Action item: Every record must appear in the response exactly as given.

Records for the task:
//! Public API facade for LodeStore.
//!
//! LodeStore is a single-node, log-based, transactional key-value
//! store: an in-memory map from text keys to byte-string values, a
//! write-ahead log flushed as immutable segment files, strict
//! two-phase per-key reader/writer locking, and reverse-log undo on
//! abort.
//!
//! ```no_run
//! use lodestore::{LogManager, Value};
//!
//! # fn main() -> lodestore::Result<()> {
//! let store = LogManager::open("./data")?;
//! let tid = store.begin();
//! store.set(tid, "greeting", Some(Value::from("hello")))?;
//! store.commit(tid)?;
//! # Ok(())
//! # }
//! ```

pub use lodestore_core::{DEFAULT_LOG_DIR, LockHandle, LogManager, StoreMap, ValueCell};
pub use lodestore_error::{Result, StoreError};
pub use lodestore_types::{Key, Lsn, TxnId, Value};
pub use lodestore_wal as wal;
pub use lodestore_wal::{LogRecord, RecordKind};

Result for this exercise:
//! Public API facade for LodeStore.
//!
//! LodeStore is a single-node, log-based, transactional key-value
//! store: an in-memory map from text keys to byte-string values, a
//! write-ahead log flushed as immutable segment files, strict
//! two-phase per-key reader/writer locking, and reverse-log undo on
//! abort.
//!
//! ```no_run
//! use lodestore::{LogManager, Value};
//!
//! # fn main() -> lodestore::Result<()> {
//! let store = LogManager::open("./data")?;
//! let tid = store.begin();
//! store.set(tid, "greeting", Some(Value::from("hello")))?;
//! store.commit(tid)?;
//! # Ok(())
//! # }
//! ```

pub use lodestore_core::{DEFAULT_LOG_DIR, LockHandle, LogManager, StoreMap, ValueCell};
pub use lodestore_error::{Result, StoreError};
pub use lodestore_types::{Key, Lsn, TxnId, Value};
pub use lodestore_wal as wal;
pub use lodestore_wal::{LogRecord, RecordKind};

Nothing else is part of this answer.